On 3 May, the Commission proposed that Member States ease the current restrictions on non-essential travel into the EU to take into account the progress of vaccination campaigns and developments in the epidemiological situation worldwide while putting in place a new ‘emergency brake mechanism’, to address coronavirus variants. The ‘emergency brake mechanism’ is a coordination mechanism intended to limit the risk of variants of interest and variants of concern entering the EU. It allows Member States to act quickly and in a coordinated manner to temporarily limit to a strict minimum all travel from a non-EU country where the epidemiological situation worsens quickly and in particular where a variant of concern or interest is detected.
Variants of interest and variants of concern are assessed as such by the World Health Organisation (WHO) and for the EU by the European Centre for Disease Prevention and Control (ECDC) based on key properties of the virus such as transmission, severity and ability to escape immune response.

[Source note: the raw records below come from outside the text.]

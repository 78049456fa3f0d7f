//! Server-side bindings for wlr-foreign-toplevel-management-unstable-v1.
//!
//! Generated from the bundled protocol XML. Version 4 extends the upstream
//! protocol with the gtk_shell1_surface_dbus_properties and
//! kde_application_menu events carried by patched compositors.

pub use bitflags;
pub use smithay::reexports::wayland_server;
pub use smithay::reexports::wayland_server::protocol::{wl_output, wl_seat, wl_surface};

pub mod __interfaces {
    use smithay::reexports::wayland_server::backend as wayland_backend;
    use smithay::reexports::wayland_server::protocol::__interfaces::*;
    wayland_scanner::generate_interfaces!("protocols/wlr-foreign-toplevel-management-unstable-v1.xml");
}
use self::__interfaces::*;

wayland_scanner::generate_server_code!("protocols/wlr-foreign-toplevel-management-unstable-v1.xml");
impl<D: 'static> ForeignToplevelHandle<D> {
    pub(crate) fn new(
        loop_handle: LoopHandle<'static, D>,
        registry: Weak<RefCell<Vec<ForeignToplevelHandle<D>>>>,
    ) -> Self {
        Self {
            inner: Rc::new(RefCell::new(HandleInner {
                loop_handle,
                registry,
                instances: Vec::new(),
                title: None,
                app_id: None,
                state: ToplevelState::empty(),
                gtk_shell1: None,
                kde_appmenu: None,
                parent: None,
                outputs: Vec::new(),
                pending_done: false,
                closed: false,
            })),
        }
    }

    pub fn title(&self) -> Option<String> {
        self.inner.borrow().title.clone()
    }

    pub fn app_id(&self) -> Option<String> {
        self.inner.borrow().app_id.clone()
    }

    pub fn state(&self) -> ToplevelState {
        self.inner.borrow().state
    }

    pub fn parent(&self) -> Option<ForeignToplevelHandle<D>> {
        self.inner
            .borrow()
            .parent
            .as_ref()
            .and_then(Weak::upgrade)
            .map(|inner| ForeignToplevelHandle { inner })
    }

    pub fn outputs(&self) -> Vec<Output> {
        self.inner.borrow().outputs.clone()
    }

    pub fn set_title(&self, title: &str) {
        {
            let mut inner = self.inner.borrow_mut();
            if inner.title.as_deref() == Some(title) {
                return;
            }
            inner.title = Some(title.to_owned());
            for resource in &inner.instances {
                resource.title(title.to_owned());
            }
        }
        self.schedule_done();
    }

    pub fn set_app_id(&self, app_id: &str) {
        {
            let mut inner = self.inner.borrow_mut();
            if inner.app_id.as_deref() == Some(app_id) {
                return;
            }
            inner.app_id = Some(app_id.to_owned());
            for resource in &inner.instances {
                resource.app_id(app_id.to_owned());
            }
        }
        self.schedule_done();
    }

    pub fn set_maximized(&self, maximized: bool) {
        self.set_state_flag(ToplevelState::MAXIMIZED, maximized);
    }

    pub fn set_minimized(&self, minimized: bool) {
        self.set_state_flag(ToplevelState::MINIMIZED, minimized);
    }

    pub fn set_activated(&self, activated: bool) {
        self.set_state_flag(ToplevelState::ACTIVATED, activated);
    }

    pub fn set_fullscreen(&self, fullscreen: bool) {
        self.set_state_flag(ToplevelState::FULLSCREEN, fullscreen);
    }

    fn set_state_flag(&self, flag: ToplevelState, value: bool) {
        {
            let mut inner = self.inner.borrow_mut();
            if inner.state.contains(flag) == value {
                return;
            }
            inner.state.set(flag, value);
            // Always the full state, so a client can reconstruct it from the
            // latest event alone.
            let encoded = encode_state(inner.state);
            for resource in &inner.instances {
                resource.state(encoded.clone());
            }
        }
        self.schedule_done();
    }

    pub fn set_gtk_shell1_dbus_properties(&self, properties: GtkShell1Properties) {
        {
            let mut inner = self.inner.borrow_mut();
            if inner.gtk_shell1.is_none() && properties.is_unset() {
                return;
            }
            inner.gtk_shell1 = (!properties.is_unset()).then_some(properties);
            for resource in &inner.instances {
                if resource.version()
                    >= zwlr_foreign_toplevel_handle_v1::EVT_GTK_SHELL1_SURFACE_DBUS_PROPERTIES_SINCE
                {
                    send_gtk_shell1(resource, inner.gtk_shell1.as_ref());
                }
            }
        }
        self.schedule_done();
    }

    pub fn set_kde_application_menu(&self, menu: KdeAppMenu) {
        {
            let mut inner = self.inner.borrow_mut();
            if inner.kde_appmenu.is_none() && menu.is_unset() {
                return;
            }
            inner.kde_appmenu = (!menu.is_unset()).then_some(menu);
            for resource in &inner.instances {
                if resource.version()
                    >= zwlr_foreign_toplevel_handle_v1::EVT_KDE_APPLICATION_MENU_SINCE
                {
                    send_kde_application_menu(resource, inner.kde_appmenu.as_ref());
                }
            }
        }
        self.schedule_done();
    }

    pub fn set_parent(&self, parent: Option<&ForeignToplevelHandle<D>>) {
        if let Some(parent) = parent
            && Rc::ptr_eq(&self.inner, &parent.inner)
        {
            tracing::warn!("ignoring request to make a toplevel its own parent");
            return;
        }

        {
            let mut inner = self.inner.borrow_mut();
            let unchanged = match (&inner.parent, parent) {
                (None, None) => true,
                (Some(current), Some(new)) => current.as_ptr() == Rc::as_ptr(&new.inner),
                _ => false,
            };
            if unchanged {
                return;
            }
            inner.parent = parent.map(|parent| Rc::downgrade(&parent.inner));
            for resource in &inner.instances {
                send_parent_to(resource, parent.map(|parent| &parent.inner));
            }
        }
        self.schedule_done();
    }

    /// The toplevel is now visible on `output`. A no-op if it already was.
    pub fn output_enter(&self, output: &Output) {
        {
            let mut inner = self.inner.borrow_mut();
            if inner.outputs.iter().any(|member| member == output) {
                return;
            }
            inner.outputs.push(output.clone());
            for resource in &inner.instances {
                send_output_to_resource(resource, output, true);
            }
        }
        self.schedule_done();
    }

    /// The toplevel is no longer visible on `output`.
    pub fn output_leave(&self, output: &Output) {
        {
            let mut inner = self.inner.borrow_mut();
            let Some(index) = inner.outputs.iter().position(|member| member == output) else {
                tracing::warn!(
                    output = %output.name(),
                    "output_leave for an output the toplevel never entered"
                );
                return;
            };
            for resource in &inner.instances {
                send_output_to_resource(resource, output, false);
            }
            inner.outputs.remove(index);
        }
        self.schedule_done();
    }

    /// Send closed to every client and unlink the toplevel.
    ///
    /// Any toplevel that had this one as its parent has its link severed
    /// first, so no later bind can announce a dangling parent. A pending
    /// done flush is cancelled.
    pub fn destroy(&self) {
        let registry = {
            let mut inner = self.inner.borrow_mut();
            if inner.closed {
                tracing::warn!("foreign toplevel handle destroyed twice");
                return;
            }
            inner.closed = true;
            for resource in &inner.instances {
                resource.closed();
            }
            inner.instances.clear();
            inner.outputs.clear();
            inner.parent = None;
            inner.registry.upgrade()
        };

        let Some(registry) = registry else {
            return;
        };
        registry
            .borrow_mut()
            .retain(|candidate| !Rc::ptr_eq(&candidate.inner, &self.inner));

        let survivors: Vec<ForeignToplevelHandle<D>> = registry.borrow().iter().cloned().collect();
        for toplevel in survivors {
            let is_child = toplevel
                .inner
                .borrow()
                .parent
                .as_ref()
                .is_some_and(|parent| parent.as_ptr() == Rc::as_ptr(&self.inner));
            if is_child {
                toplevel.set_parent(None);
            }
        }
    }

    /// Create this toplevel's handle for one bound manager and announce it.
    /// Properties are not sent here; binds follow up with
    /// [`Self::send_details`], creations with the setters.
    pub(crate) fn add_instance(
        &self,
        display: &DisplayHandle,
        client: &Client,
        manager: &ZwlrForeignToplevelManagerV1,
    ) -> Option<ZwlrForeignToplevelHandleV1>
    where
        D: Dispatch<ZwlrForeignToplevelHandleV1, ()> + 'static,
    {
        let Ok(resource) = client.create_resource::<ZwlrForeignToplevelHandleV1, _, D>(
            display,
            manager.version(),
            (),
        ) else {
            // client already disconnected
            return None;
        };
        manager.toplevel(&resource);
        self.inner.borrow_mut().instances.push(resource.clone());
        Some(resource)
    }

    pub(crate) fn send_details(&self, resource: &ZwlrForeignToplevelHandleV1) {
        let inner = self.inner.borrow();
        if let Some(title) = &inner.title {
            resource.title(title.clone());
        }
        if let Some(app_id) = &inner.app_id {
            resource.app_id(app_id.clone());
        }
        if inner.gtk_shell1.is_some()
            && resource.version()
                >= zwlr_foreign_toplevel_handle_v1::EVT_GTK_SHELL1_SURFACE_DBUS_PROPERTIES_SINCE
        {
            send_gtk_shell1(resource, inner.gtk_shell1.as_ref());
        }
        if inner.kde_appmenu.is_some()
            && resource.version() >= zwlr_foreign_toplevel_handle_v1::EVT_KDE_APPLICATION_MENU_SINCE
        {
            send_kde_application_menu(resource, inner.kde_appmenu.as_ref());
        }
        for output in &inner.outputs {
            send_output_to_resource(resource, output, true);
        }
        resource.state(encode_state(inner.state));
        send_parent_to(resource, inner.parent.as_ref().and_then(Weak::upgrade).as_ref());
        resource.done();
    }

    pub(crate) fn has_instance(&self, resource: &ZwlrForeignToplevelHandleV1) -> bool {
        self.inner
            .borrow()
            .instances
            .iter()
            .any(|candidate| candidate == resource)
    }

    pub(crate) fn remove_instance(&self, resource: &ZwlrForeignToplevelHandleV1) {
        self.inner
            .borrow_mut()
            .instances
            .retain(|candidate| candidate != resource);
    }

    /// `client` just bound `wl_output`; re-announce the membership that
    /// predates the binding.
    pub(crate) fn output_bound(&self, client: &Client, output: &Output, wl_output: &WlOutput) {
        {
            let inner = self.inner.borrow();
            if !inner.outputs.iter().any(|member| member == output) {
                return;
            }
            for resource in &inner.instances {
                if resource.client().as_ref() == Some(client) {
                    resource.output_enter(wl_output);
                }
            }
        }
        self.schedule_done();
    }

    pub(crate) fn output_destroyed(&self, output: &Output) {
        let is_member = self
            .inner
            .borrow()
            .outputs
            .iter()
            .any(|member| member == output);
        if is_member {
            self.output_leave(output);
        }
    }

    /// Schedule one done event for the current batch of changes, sent once
    /// the event loop goes idle. Further changes before the flush runs do
    /// not schedule a second one.
    fn schedule_done(&self) {
        let mut inner = self.inner.borrow_mut();
        if inner.pending_done || inner.closed {
            return;
        }
        inner.pending_done = true;

        let weak = Rc::downgrade(&self.inner);
        let _ = inner.loop_handle.insert_idle(move |_| {
            let Some(inner) = weak.upgrade() else {
                return;
            };
            let mut inner = inner.borrow_mut();
            inner.pending_done = false;
            if inner.closed {
                return;
            }
            for resource in &inner.instances {
                resource.done();
            }
        });
    }
}

impl<D> Clone for ForeignToplevelHandle<D> {
    fn clone(&self) -> Self {
        Self {
            inner: self.inner.clone(),
        }
    }
}

impl<D> PartialEq for ForeignToplevelHandle<D> {
    fn eq(&self, other: &Self) -> bool {
        Rc::ptr_eq(&self.inner, &other.inner)
    }
}

impl<D> Eq for ForeignToplevelHandle<D> {}

impl<D> fmt::Debug for ForeignToplevelHandle<D> {
    fn fmt(&self, f: &mut fmt::Formatter<'_>) -> fmt::Result {
        let inner = self.inner.borrow();
        f.debug_struct("ForeignToplevelHandle")
            .field("title", &inner.title)
            .field("app_id", &inner.app_id)
            .field("state", &inner.state)
            .finish_non_exhaustive()
    }
}

fn encode_state(state: ToplevelState) -> Vec<u8> {
    use zwlr_foreign_toplevel_handle_v1::State;

    let mut tokens: Vec<u32> = Vec::with_capacity(4);
    if state.contains(ToplevelState::MAXIMIZED) {
        tokens.push(State::Maximized as u32);
    }
    if state.contains(ToplevelState::MINIMIZED) {
        tokens.push(State::Minimized as u32);
    }
    if state.contains(ToplevelState::ACTIVATED) {
        tokens.push(State::Activated as u32);
    }
    if state.contains(ToplevelState::FULLSCREEN) {
        tokens.push(State::Fullscreen as u32);
    }
    tokens.iter().flat_map(|token| token.to_ne_bytes()).collect()
}

fn send_output_to_resource(resource: &ZwlrForeignToplevelHandleV1, output: &Output, enter: bool) {
    let Some(client) = resource.client() else {
        return;
    };
    for wl_output in output.client_outputs(&client) {
        if enter {
            resource.output_enter(&wl_output);
        } else {
            resource.output_leave(&wl_output);
        }
    }
}
//! Streak/momentum trend classifier
//!
//! Heuristic, not statistical: every threshold comes from [`TrendConfig`].

use crate::config::TrendConfig;
use crate::models::analysis::{Trend, TrendAnalysis, TrendLevel};

#[derive(Debug, Clone, Copy, PartialEq, Eq)]
enum Move {
    Up,
    Flat,
    Down,
}

/// Longest consecutive run of `target` moves and the summed change across it
fn longest_streak(moves: &[Move], changes: &[f64], target: Move) -> (usize, f64) {
    let (mut best, mut best_change) = (0, 0.0);
    let (mut run, mut run_change) = (0, 0.0);

    for (m, change) in moves.iter().zip(changes) {
        if *m == target {
            run += 1;
            run_change += change;
            // ties go to the more recent run
            if run >= best {
                best = run;
                best_change = run_change;
            }
        } else {
            run = 0;
            run_change = 0.0;
        }
    }

    (best, best_change)
}

fn level_for(change_pct: f64, thresholds: &[f64; 3]) -> TrendLevel {
    let magnitude = change_pct.abs();
    let tier = thresholds.iter().filter(|t| magnitude >= **t).count();
    match (tier, change_pct >= 0.0) {
        (0, _) => TrendLevel::Neutral,
        (1, true) => TrendLevel::Bullish,
        (2, true) => TrendLevel::StrongBullish,
        (_, true) => TrendLevel::ExtremeBullish,
        (1, false) => TrendLevel::Bearish,
        (2, false) => TrendLevel::StrongBearish,
        (_, false) => TrendLevel::ExtremeBearish,
    }
}

/// Classify the trend of a chronologically ordered series; needs at least two points
pub fn classify_trend(prices: &[f64], config: &TrendConfig) -> Option<TrendAnalysis> {
    if prices.len() < 2 {
        return None;
    }

    let changes: Vec<f64> = prices
        .windows(2)
        .map(|w| {
            if w[0] == 0.0 {
                0.0
            } else {
                (w[1] - w[0]) / w[0] * 100.0
            }
        })
        .collect();
    if changes.iter().any(|c| !c.is_finite()) {
        return None;
    }

    let moves: Vec<Move> = changes
        .iter()
        .map(|c| {
            if *c > config.change_threshold_pct {
                Move::Up
            } else if *c < -config.change_threshold_pct {
                Move::Down
            } else {
                Move::Flat
            }
        })
        .collect();

    let recent_start = moves.len().saturating_sub(config.lookback.max(1));
    let recent = &moves[recent_start..];
    let up_periods = recent.iter().filter(|m| **m == Move::Up).count();
    let down_periods = recent.iter().filter(|m| **m == Move::Down).count();

    let extended_start = moves.len().saturating_sub(config.extended_lookback.max(1));
    let (up_streak, up_change) =
        longest_streak(&moves[extended_start..], &changes[extended_start..], Move::Up);
    let (down_streak, down_change) =
        longest_streak(&moves[extended_start..], &changes[extended_start..], Move::Down);

    let trend = if up_streak >= config.confirm_streak
        && up_periods >= config.min_directional_periods
        && up_periods > down_periods
    {
        Trend::Up
    } else if down_streak >= config.confirm_streak
        && down_periods >= config.min_directional_periods
        && down_periods > up_periods
    {
        Trend::Down
    } else if up_periods > down_periods {
        Trend::WeakUp
    } else if down_periods > up_periods {
        Trend::WeakDown
    } else {
        Trend::Sideways
    };

    let (streak, streak_change_pct) = match trend {
        Trend::Up | Trend::WeakUp => (up_streak, up_change),
        Trend::Down | Trend::WeakDown => (down_streak, down_change),
        Trend::Sideways if up_streak >= down_streak => (up_streak, up_change),
        Trend::Sideways => (down_streak, down_change),
    };

    let level = level_for(streak_change_pct, &config.level_thresholds);

    let streak_part = if config.confirm_streak == 0 {
        1.0
    } else {
        streak as f64 / (config.confirm_streak as f64 * 2.0)
    };
    let top_threshold = config.level_thresholds[2];
    let change_part = if top_threshold > 0.0 {
        streak_change_pct.abs() / top_threshold
    } else {
        1.0
    };
    let confidence = (streak_part * 0.5 + change_part * 0.5).min(1.0);

    Some(TrendAnalysis {
        trend,
        level,
        strength: streak_change_pct.abs(),
        confidence,
        up_streak,
        down_streak,
        up_periods,
        down_periods,
        streak_change_pct,
    })
}

#[cfg(test)]
mod tests {
    use super::*;

    fn classify(prices: &[f64]) -> TrendAnalysis {
        classify_trend(prices, &TrendConfig::default()).unwrap()
    }

    #[test]
    fn test_rising_series_is_up() {
        let result = classify(&[100.0, 102.0, 104.0, 106.0, 108.0]);
        assert_eq!(result.trend, Trend::Up);
        assert_eq!(result.up_streak, 4);
        assert_eq!(result.down_streak, 0);
        assert!(result.level.is_bullish());
        assert!(result.confidence > 0.0 && result.confidence <= 1.0);
    }

    #[test]
    fn test_falling_series_is_down() {
        let result = classify(&[108.0, 106.0, 104.0, 102.0, 100.0]);
        assert_eq!(result.trend, Trend::Down);
        assert!(result.level.is_bearish());
        assert!(result.streak_change_pct < 0.0);
    }

    #[test]
    fn test_small_moves_are_sideways() {
        let result = classify(&[100.0, 100.1, 100.0, 100.1, 100.0, 100.1]);
        assert_eq!(result.trend, Trend::Sideways);
        assert_eq!(result.level, TrendLevel::Neutral);
        assert_eq!(result.confidence, 0.0);
    }

    #[test]
    fn test_short_streak_is_weak() {
        // two up moves then flat: not enough for confirmation
        let result = classify(&[100.0, 101.0, 102.0, 102.0, 102.0]);
        assert_eq!(result.trend, Trend::WeakUp);
    }

    #[test]
    fn test_level_tiers() {
        let thresholds = [0.5, 1.0, 2.0];
        assert_eq!(level_for(0.2, &thresholds), TrendLevel::Neutral);
        assert_eq!(level_for(0.7, &thresholds), TrendLevel::Bullish);
        assert_eq!(level_for(1.5, &thresholds), TrendLevel::StrongBullish);
        assert_eq!(level_for(-2.5, &thresholds), TrendLevel::ExtremeBearish);
    }

    #[test]
    fn test_confidence_capped_at_one() {
        let prices: Vec<f64> = (0..20).map(|i| 100.0 * 1.05f64.powi(i)).collect();
        let result = classify(&prices);
        assert_eq!(result.confidence, 1.0);
        assert_eq!(result.level, TrendLevel::ExtremeBullish);
    }

    #[test]
    fn test_needs_two_points() {
        assert!(classify_trend(&[100.0], &TrendConfig::default()).is_none());
    }
}
// src/lib.rs

use sea_orm::DatabaseConnection;
use std::sync::Arc;

use config::AppConfig;
use services::{
    acquisition::AcquisitionCoordinator, alert_engine::AlertEngine,
    market_analysis::MarketAnalyzer, notifier::NotificationDispatcher,
    price_store::{MemoryPriceStore, PriceStore},
};

#[derive(Clone)]
pub struct AppState {
    /// Long-term daily aggregate; `None` when DATABASE_URL is unset
    pub db: Option<DatabaseConnection>,
    pub store: Arc<dyn PriceStore>,
    pub coordinator: AcquisitionCoordinator,
    pub analyzer: MarketAnalyzer,
    pub alert_engine: Arc<AlertEngine>,
    pub dispatcher: Arc<NotificationDispatcher>,
    pub config: Arc<AppConfig>,
}

impl AppState {
    /// Wire the analyzer and alert engine around an existing store, coordinator and dispatcher
    pub fn assemble(
        config: AppConfig,
        db: Option<DatabaseConnection>,
        store: Arc<dyn PriceStore>,
        coordinator: AcquisitionCoordinator,
        dispatcher: Arc<NotificationDispatcher>,
    ) -> Self {
        let analyzer = MarketAnalyzer::new(store.clone(), &config);
        let alert_engine = Arc::new(AlertEngine::new(
            config.alerts.clone(),
            config.store.clone(),
            analyzer.clone(),
            dispatcher.clone(),
        ));

        Self {
            db,
            store,
            coordinator,
            analyzer,
            alert_engine,
            dispatcher,
            config: Arc::new(config),
        }
    }

    /// Production wiring: in-memory store, configured upstreams and channels
    pub fn from_config(config: AppConfig, db: Option<DatabaseConnection>) -> Self {
        let store: Arc<dyn PriceStore> = Arc::new(MemoryPriceStore::new(&config.store));
        let coordinator = AcquisitionCoordinator::from_config(&config, store.clone());
        let dispatcher = Arc::new(NotificationDispatcher::from_config(&config.channels));
        Self::assemble(config, db, store, coordinator, dispatcher)
    }
}

pub mod config;
pub mod error;

pub mod entities {
    pub mod gold_daily_closes;
}

pub mod services {
    pub mod indicators;
    pub mod trend;
    pub mod signal_scorer;
    pub mod price_source;
    pub mod price_store;
    pub mod acquisition;
    pub mod market_analysis;
    pub mod notifier;
    pub mod alert_engine;
    pub mod daily_closes;
}

pub mod models;
pub mod handlers;
pub mod jobs;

The European Centre for Disease Prevention and Control has assessed the B.1.617.2 variant first detected in India as a variant of interest and keeps this assessment under constant review. Variants of interest are variants that show increased transmissibility and severity. On 10 May 2021, the World Health Organisation proposed to change the classification of the B.1.617.2 variant from “variant of interest” to “variant of concern”.
Under the current Council Recommendation on the temporary restriction on non-essential travel into the EU, Member States can temporarily limit the categories of essential travellers that can travel to the EU where the epidemiological situation worsens quickly and where a high incidence of variants of concern of the virus is detected.
The Council recommendation covers all Member States (except Ireland), as well as the 4 non-EU states that have joined the Schengen area: Iceland, Liechtenstein, Norway and Switzerland. For the purpose of the travel restriction, these countries are covered in a similar way as the Member States.